In this mildly-inebriated, exotically-decorated mode the Aussie tourist has thus endeared himself to generations of friendly Kuta losmen-owners, masseurs and hair-beaders on the beach.
It cannot be denied that there is a big Kuta-Australia love affair. It was legendary Aussie he-man Kevin Weldon who founded the Kuta Surf Life-Saving Club (Indonesia’s first) in 1975, and Ozzie film-maker David Elphick and Albie Thoms who made the world’s first surfy film “Morning of the Earth” in Kuta in 1969.
Throughout the 1970s the QANTAS office was the ex-officio consulate for all nationalities; and the banana jaffle was Kuta’s national dish.
Many Australians remember Kuta as the first foreign place they ever went to and where they first felt mysticism and felt the warmth of an extended family home.
“Love as long as your Visa lasts” was the theme of the 80s in Kuta and the suburbs of Melbourne, Sydney and Perth are rife with half-Balinese  to prove it.

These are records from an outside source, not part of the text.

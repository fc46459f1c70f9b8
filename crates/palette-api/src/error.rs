//! # API Error Types
//!
//! Structured error type implementing `axum::response::IntoResponse`.
//! Every handler returns `Result<_, AppError>`; panics are funneled into
//! [`AppError::Internal`] by [`panic_response`]. Internal error details are
//! logged but never returned to clients.

use std::any::Any;

use axum::http::StatusCode;
use axum::response::{IntoResponse, Response};
use axum::Json;
use serde::{Deserialize, Serialize};
use thiserror::Error;
use utoipa::ToSchema;

/// Structured JSON error response body.
#[derive(Debug, Serialize, Deserialize, ToSchema)]
pub struct ErrorBody {
    pub error: ErrorDetail,
}

/// Inner error detail.
#[derive(Debug, Serialize, Deserialize, ToSchema)]
pub struct ErrorDetail {
    /// Machine-readable error code (e.g., "NOT_FOUND", "VALIDATION_ERROR").
    pub code: String,
    /// Human-readable error message.
    pub message: String,
}

/// Application-level error type that implements [`IntoResponse`] for Axum.
#[derive(Error, Debug)]
pub enum AppError {
    /// Resource not found (404).
    #[error("not found: {0}")]
    NotFound(String),

    /// Request validation failed (422).
    #[error("validation error: {0}")]
    Validation(String),

    /// Request body could not be parsed (400).
    #[error("bad request: {0}")]
    BadRequest(String),

    /// Internal server error (500). Message is logged but not returned to client.
    #[error("internal error: {0}")]
    Internal(String),
}

impl AppError {
    /// Return the HTTP status code and machine-readable error code for this error.
    fn status_and_code(&self) -> (StatusCode, &'static str) {
        match self {
            Self::NotFound(_) => (StatusCode::NOT_FOUND, "NOT_FOUND"),
            Self::Validation(_) => (StatusCode::UNPROCESSABLE_ENTITY, "VALIDATION_ERROR"),
            Self::BadRequest(_) => (StatusCode::BAD_REQUEST, "BAD_REQUEST"),
            Self::Internal(_) => (StatusCode::INTERNAL_SERVER_ERROR, "INTERNAL_ERROR"),
        }
    }
}

impl IntoResponse for AppError {
    fn into_response(self) -> Response {
        let (status, code) = self.status_and_code();

        let message = match &self {
            Self::Internal(_) => "Internal server error".to_string(),
            other => other.to_string(),
        };

        if matches!(&self, Self::Internal(_)) {
            tracing::error!(error = %self, "internal server error");
        }

        let body = ErrorBody {
            error: ErrorDetail {
                code: code.to_string(),
                message,
            },
        };

        (status, Json(body)).into_response()
    }
}

/// Response for a handler that panicked, used by `CatchPanicLayer`.
pub fn panic_response(panic: Box<dyn Any + Send + 'static>) -> Response {
    let detail = panic
        .downcast_ref::<String>()
        .map(String::as_str)
        .or_else(|| panic.downcast_ref::<&str>().copied())
        .unwrap_or("unknown panic payload");
    AppError::Internal(format!("handler panicked: {detail}")).into_response()
}
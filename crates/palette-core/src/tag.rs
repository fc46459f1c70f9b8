//! # Tag Vocabulary
//!
//! The catalog recognizes three tags: Minimal, Bold, Playful. Stored
//! palettes may carry any strings as tags; only these three take part in
//! filtering and in the edit form's toggles.
//!
//! [`TagSet`] is the one representation of "which of the three are on".
//! The per-tag boolean accessors are derived from it, so the flags and
//! the tag list can never disagree.

use std::fmt;

use serde::{Deserialize, Serialize};

/// One of the three canonical tags.
#[derive(Debug, Clone, Copy, PartialEq, Eq, Hash, PartialOrd, Ord, Serialize, Deserialize)]
pub enum Tag {
    /// Restrained palettes.
    Minimal,
    /// High-saturation palettes.
    Bold,
    /// Bright, fun palettes.
    Playful,
}

impl Tag {
    /// All canonical tags, in display order.
    pub const ALL: [Tag; 3] = [Tag::Minimal, Tag::Bold, Tag::Playful];

    /// Canonical stored spelling (`"Minimal"`, `"Bold"`, `"Playful"`).
    pub fn as_str(&self) -> &'static str {
        match self {
            Self::Minimal => "Minimal",
            Self::Bold => "Bold",
            Self::Playful => "Playful",
        }
    }

    /// Lower-case key used for case-insensitive matching.
    pub fn key(&self) -> &'static str {
        match self {
            Self::Minimal => "minimal",
            Self::Bold => "bold",
            Self::Playful => "playful",
        }
    }

    /// Parse a tag string, ignoring ASCII case. Unknown strings yield `None`.
    pub fn parse(s: &str) -> Option<Self> {
        Self::ALL
            .into_iter()
            .find(|tag| tag.key().eq_ignore_ascii_case(s))
    }

    fn bit(self) -> u8 {
        match self {
            Self::Minimal => 0b001,
            Self::Bold => 0b010,
            Self::Playful => 0b100,
        }
    }
}

impl fmt::Display for Tag {
    fn fmt(&self, f: &mut fmt::Formatter<'_>) -> fmt::Result {
        f.write_str(self.as_str())
    }
}

/// Badge color for a tag string.
#[derive(Debug, Clone, Copy, PartialEq, Eq)]
pub enum BadgeColor {
    /// Minimal.
    Gray,
    /// Bold.
    Red,
    /// Playful.
    Yellow,
    /// Any tag outside the vocabulary.
    Blue,
}

impl BadgeColor {
    /// Badge color for any tag string, case-insensitive.
    pub fn for_tag(tag: &str) -> Self {
        match Tag::parse(tag) {
            Some(Tag::Minimal) => Self::Gray,
            Some(Tag::Bold) => Self::Red,
            Some(Tag::Playful) => Self::Yellow,
            None => Self::Blue,
        }
    }

    /// Lower-case color name.
    pub fn as_str(&self) -> &'static str {
        match self {
            Self::Gray => "gray",
            Self::Red => "red",
            Self::Yellow => "yellow",
            Self::Blue => "blue",
        }
    }
}

/// A subset of the canonical tags.
///
/// Used both for filter toggles (which tags the user wants to see) and for
/// the edit form (which tags a palette carries).
#[derive(Debug, Clone, Copy, Default, PartialEq, Eq, Hash)]
pub struct TagSet(u8);

impl TagSet {
    /// No tags.
    pub const fn empty() -> Self {
        Self(0)
    }

    /// All three tags.
    pub const fn all() -> Self {
        Self(0b111)
    }

    /// Derive the set from arbitrary tag strings. Matching ignores case;
    /// strings outside the vocabulary are ignored.
    pub fn from_tags<I, S>(tags: I) -> Self
    where
        I: IntoIterator<Item = S>,
        S: AsRef<str>,
    {
        tags.into_iter()
            .filter_map(|s| Tag::parse(s.as_ref()))
            .fold(Self::empty(), |mut set, tag| {
                set.insert(tag);
                set
            })
    }

    /// Whether `tag` is in the set.
    pub fn contains(&self, tag: Tag) -> bool {
        self.0 & tag.bit() != 0
    }

    /// Add `tag`.
    pub fn insert(&mut self, tag: Tag) {
        self.0 |= tag.bit();
    }

    /// Remove `tag`.
    pub fn remove(&mut self, tag: Tag) {
        self.0 &= !tag.bit();
    }

    /// Set membership of `tag` explicitly.
    pub fn set(&mut self, tag: Tag, on: bool) {
        if on {
            self.insert(tag);
        } else {
            self.remove(tag);
        }
    }

    /// Flip membership of `tag`, returning the new state.
    pub fn toggle(&mut self, tag: Tag) -> bool {
        self.0 ^= tag.bit();
        self.contains(tag)
    }

    /// Whether no tag is in the set.
    pub fn is_empty(&self) -> bool {
        self.0 == 0
    }

    /// Members in canonical order.
    pub fn iter(&self) -> impl Iterator<Item = Tag> + '_ {
        Tag::ALL.into_iter().filter(move |tag| self.contains(*tag))
    }

    /// Canonical tag strings in canonical order, as stored on a palette.
    pub fn to_tags(&self) -> Vec<String> {
        self.iter().map(|tag| tag.as_str().to_string()).collect()
    }

    /// Minimal flag.
    pub fn minimal(&self) -> bool {
        self.contains(Tag::Minimal)
    }

    /// Bold flag.
    pub fn bold(&self) -> bool {
        self.contains(Tag::Bold)
    }

    /// Playful flag.
    pub fn playful(&self) -> bool {
        self.contains(Tag::Playful)
    }
}

impl FromIterator<Tag> for TagSet {
    fn from_iter<I: IntoIterator<Item = Tag>>(iter: I) -> Self {
        iter.into_iter().fold(Self::empty(), |mut set, tag| {
            set.insert(tag);
            set
        })
    }
}
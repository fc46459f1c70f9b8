//! Palette client error types.

use palette_core::NormalizeError;

/// Errors from palette API calls.
#[derive(Debug, thiserror::Error)]
pub enum ClientError {
    /// HTTP transport error.
    #[error("HTTP error calling {endpoint}: {source}")]
    Http {
        endpoint: String,
        source: reqwest::Error,
    },
    /// The service returned a non-2xx status.
    #[error("palette API {endpoint} returned {status}: {body}")]
    Api {
        endpoint: String,
        status: u16,
        body: String,
    },
    /// Response body was not the expected JSON.
    #[error("failed to deserialize response from {endpoint}: {source}")]
    Deserialization {
        endpoint: String,
        source: reqwest::Error,
    },
    /// Response JSON could not be read as a palette.
    #[error("unusable palette from {endpoint}: {source}")]
    Normalize {
        endpoint: String,
        source: NormalizeError,
    },
    /// Configuration error.
    #[error("configuration error: {0}")]
    Config(#[from] crate::config::ConfigError),
}
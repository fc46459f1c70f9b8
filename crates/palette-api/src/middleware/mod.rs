//! # Middleware
//!
//! Tower layers applied to every route.

pub mod tracing_layer;
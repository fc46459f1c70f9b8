//! # palette-client — Typed client for the palette API
//!
//! [`PaletteClient`] performs the CRUD round trips against
//! `{base_url}/api/palettes`. Every palette it returns has been through
//! [`palette_core::normalize`], so callers never see a malformed record.
//!
//! [`PaletteCatalog`] layers the browsing state on top: the loaded list,
//! the tag filter, the open editor and a pending delete.
//!
//! | Method | Path                  | Operation                |
//! |--------|-----------------------|--------------------------|
//! | GET    | `/api/palettes`       | [`PaletteClient::list`]   |
//! | GET    | `/api/palettes/{id}`  | [`PaletteClient::get`]    |
//! | POST   | `/api/palettes`       | [`PaletteClient::create`] |
//! | PUT    | `/api/palettes/{id}`  | [`PaletteClient::update`] |
//! | DELETE | `/api/palettes/{id}`  | [`PaletteClient::remove`] |

pub mod catalog;
pub mod config;
pub mod error;

pub use catalog::PaletteCatalog;
pub use config::PaletteClientConfig;
pub use error::ClientError;

use std::time::Duration;

use palette_core::{normalize, Palette, PaletteDraft, PaletteId};
use serde_json::Value;

/// Collection path relative to the service root.
const COLLECTION: &str = "api/palettes";

/// Client for the palette API.
#[derive(Debug, Clone)]
pub struct PaletteClient {
    http: reqwest::Client,
    base_url: url::Url,
}

impl PaletteClient {
    /// Create a new client from configuration.
    pub fn new(config: PaletteClientConfig) -> Result<Self, ClientError> {
        let http = reqwest::Client::builder()
            .timeout(Duration::from_secs(config.timeout_secs))
            .build()
            .map_err(|e| ClientError::Http {
                endpoint: "client_init".into(),
                source: e,
            })?;
        Ok(Self {
            http,
            base_url: config.base_url,
        })
    }

    /// The service root this client talks to.
    pub fn base_url(&self) -> &url::Url {
        &self.base_url
    }

    fn collection_url(&self) -> String {
        format!("{}/{COLLECTION}", self.base_url.as_str().trim_end_matches('/'))
    }

    fn item_url(&self, id: &PaletteId) -> String {
        format!("{}/{id}", self.collection_url())
    }

    /// List all palettes.
    ///
    /// Calls `GET {base_url}/api/palettes`. Each document is normalized; a
    /// document that cannot be normalized fails the whole call.
    pub async fn list(&self) -> Result<Vec<Palette>, ClientError> {
        let endpoint = "GET /api/palettes";
        let resp = self
            .http
            .get(self.collection_url())
            .send()
            .await
            .map_err(|e| ClientError::Http {
                endpoint: endpoint.into(),
                source: e,
            })?;
        let resp = check_status(endpoint, resp).await?;

        let docs: Vec<Value> = resp.json().await.map_err(|e| ClientError::Deserialization {
            endpoint: endpoint.into(),
            source: e,
        })?;
        let palettes = docs
            .iter()
            .map(|doc| normalized(endpoint, doc))
            .collect::<Result<Vec<_>, _>>()?;
        tracing::debug!(count = palettes.len(), "loaded palettes");
        Ok(palettes)
    }

    /// Get a palette by ID.
    ///
    /// Calls `GET {base_url}/api/palettes/{id}`. Returns `None` on 404.
    pub async fn get(&self, id: &PaletteId) -> Result<Option<Palette>, ClientError> {
        let endpoint = format!("GET /api/palettes/{id}");
        let resp = self
            .http
            .get(self.item_url(id))
            .send()
            .await
            .map_err(|e| ClientError::Http {
                endpoint: endpoint.clone(),
                source: e,
            })?;

        if resp.status() == reqwest::StatusCode::NOT_FOUND {
            return Ok(None);
        }
        let resp = check_status(&endpoint, resp).await?;
        decode_palette(&endpoint, resp).await.map(Some)
    }

    /// Create a palette. The service assigns the id.
    ///
    /// Calls `POST {base_url}/api/palettes`.
    pub async fn create(&self, draft: &PaletteDraft) -> Result<Palette, ClientError> {
        let endpoint = "POST /api/palettes";
        let resp = self
            .http
            .post(self.collection_url())
            .json(draft)
            .send()
            .await
            .map_err(|e| ClientError::Http {
                endpoint: endpoint.into(),
                source: e,
            })?;
        let resp = check_status(endpoint, resp).await?;
        let palette = decode_palette(endpoint, resp).await?;
        tracing::info!(palette_id = %palette.id, "palette created");
        Ok(palette)
    }

    /// Replace the editable fields of a palette.
    ///
    /// Calls `PUT {base_url}/api/palettes/{id}` and returns the stored result.
    pub async fn update(
        &self,
        id: &PaletteId,
        draft: &PaletteDraft,
    ) -> Result<Palette, ClientError> {
        let endpoint = format!("PUT /api/palettes/{id}");
        let resp = self
            .http
            .put(self.item_url(id))
            .json(draft)
            .send()
            .await
            .map_err(|e| ClientError::Http {
                endpoint: endpoint.clone(),
                source: e,
            })?;
        let resp = check_status(&endpoint, resp).await?;
        let palette = decode_palette(&endpoint, resp).await?;
        tracing::info!(palette_id = %palette.id, "palette updated");
        Ok(palette)
    }

    /// Delete a palette.
    ///
    /// Calls `DELETE {base_url}/api/palettes/{id}`. Any 2xx counts as success.
    pub async fn remove(&self, id: &PaletteId) -> Result<(), ClientError> {
        let endpoint = format!("DELETE /api/palettes/{id}");
        let resp = self
            .http
            .delete(self.item_url(id))
            .send()
            .await
            .map_err(|e| ClientError::Http {
                endpoint: endpoint.clone(),
                source: e,
            })?;
        check_status(&endpoint, resp).await?;
        tracing::info!(palette_id = %id, "palette deleted");
        Ok(())
    }
}

async fn check_status(
    endpoint: &str,
    resp: reqwest::Response,
) -> Result<reqwest::Response, ClientError> {
    if resp.status().is_success() {
        return Ok(resp);
    }
    let status = resp.status().as_u16();
    let body = resp.text().await.unwrap_or_default();
    Err(ClientError::Api {
        endpoint: endpoint.into(),
        status,
        body,
    })
}

async fn decode_palette(endpoint: &str, resp: reqwest::Response) -> Result<Palette, ClientError> {
    let doc: Value = resp.json().await.map_err(|e| ClientError::Deserialization {
        endpoint: endpoint.into(),
        source: e,
    })?;
    normalized(endpoint, &doc)
}

fn normalized(endpoint: &str, doc: &Value) -> Result<Palette, ClientError> {
    normalize(doc).map_err(|e| ClientError::Normalize {
        endpoint: endpoint.into(),
        source: e,
    })
}
//! # Tag Filtering
//!
//! OR semantics: a palette is shown when at least one of its tags matches
//! an active toggle, ignoring case on both sides. With no toggle active
//! every palette is shown.

use crate::palette::Palette;
use crate::tag::TagSet;

/// Palettes visible under the given filter toggles, in input order.
pub fn filter_palettes<'a>(palettes: &'a [Palette], active: &TagSet) -> Vec<&'a Palette> {
    if active.is_empty() {
        return palettes.iter().collect();
    }
    palettes
        .iter()
        .filter(|palette| matches_any(palette, active))
        .collect()
}

/// Whether any of the palette's tags is in `active`.
pub fn matches_any(palette: &Palette, active: &TagSet) -> bool {
    palette
        .tags
        .iter()
        .any(|tag| active.iter().any(|on| on.key().eq_ignore_ascii_case(tag)))
}

#[cfg(test)]
mod tests {
    use super::*;
    use crate::palette::PaletteId;
    use crate::tag::Tag;

    fn palette(id: &str, tags: &[&str]) -> Palette {
        Palette {
            id: PaletteId::new(id),
            title: id.to_string(),
            notes: String::new(),
            tags: tags.iter().map(|t| t.to_string()).collect(),
            colors: Vec::new(),
            text_pairs: Vec::new(),
        }
    }

    fn fixtures() -> Vec<Palette> {
        vec![
            palette("p1", &["Minimal"]),
            palette("p2", &["Bold", "Playful"]),
            palette("p3", &["BOLD"]),
            palette("p4", &[]),
            palette("p5", &["playful", "retro"]),
        ]
    }

    fn ids(palettes: &[&Palette]) -> Vec<String> {
        palettes.iter().map(|p| p.id.to_string()).collect()
    }

    #[test]
    fn no_active_toggle_returns_everything_in_order() {
        let all = fixtures();
        let visible = filter_palettes(&all, &TagSet::empty());
        assert_eq!(ids(&visible), vec!["p1", "p2", "p3", "p4", "p5"]);
    }

    #[test]
    fn all_toggles_on_hide_untagged_palettes() {
        let all = fixtures();
        let visible = filter_palettes(&all, &TagSet::all());
        assert_eq!(ids(&visible), vec!["p1", "p2", "p3", "p5"]);
    }

    #[test]
    fn bold_only_after_clearing_all_toggles() {
        let all = fixtures();
        let mut toggles = TagSet::all();
        for tag in Tag::ALL {
            toggles.toggle(tag);
        }
        assert!(toggles.is_empty());
        toggles.toggle(Tag::Bold);

        let visible = filter_palettes(&all, &toggles);
        assert_eq!(ids(&visible), vec!["p2", "p3"]);
    }

    #[test]
    fn or_semantics_across_toggles() {
        let all = fixtures();
        let toggles: TagSet = [Tag::Minimal, Tag::Playful].into_iter().collect();
        let visible = filter_palettes(&all, &toggles);
        assert_eq!(ids(&visible), vec!["p1", "p2", "p5"]);
    }

    #[test]
    fn unknown_tags_never_match() {
        let all = vec![palette("only-retro", &["retro"])];
        assert!(filter_palettes(&all, &TagSet::all()).is_empty());
    }
}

For the teenage Kuta Balinese their Aussie mates and girlfriends are as rough and ready as they are, and loved a good lark.
Now that the island is awash with day-trippers, don’t put the boot into the pioneers, I say: those loyal Aussie back-packers and surf enthusiasts put Kuta Balinese into board-shorts and taught them to high five.
Whenever I miss the Australia of my sun-burned youth I head down to ‘Little Perth’, the beach zone between the Discovery Mall (named after Captain Cook’s Kelpie) and the Kuta Surf Club, where I find corobarees of day-feeding marsupials; all bonding with pedicurists and beefy beach boys.
Through the smell of menthol cigarettes and coconut oil basting product I can still got a whiff of cheap under arm deodorant — the scent that satisfies (now sprayed through the singlet section of Jet-star airplanes prior to landing in Bali).
Even the new airport has been redesigned with the ‘Little Aussie’ in mind. Just in case he comes to in the airport arrival area, after he’s staggered off the plane, he will be greeted by the familiar sight of stained R.S.L. carpet and chrome-trimmed counters.
Most ‘Little Aussies’ now avail themselves of the concierge-service at the airport which comes with discount vouchers for drinks at all  ‘Hooters’  bars and  a booklet on the soon-to-be-implemented Sharia Law.
Little Perth will then be renamed ‘Little Rabat’ and all Australian women will need to wear burkahs with non-alcoholic beer insignia and keep beading to head hair only.
Only last week on Muharam, the first holy day of the Muslim new year, there was a small group of friendly Jakarta educators in Arab dress with banners and megaphones preaching the virtues of Sharia Law in front of a Kuta temple.
As an Australian I was embarrassed when my scantily-clad country-women ambled past this moralistic protest group, with stubbies firmly clenched in their fists.
I gently herded them down to Little Perth and away from a potential confrontation, with promises of free beer and crisps.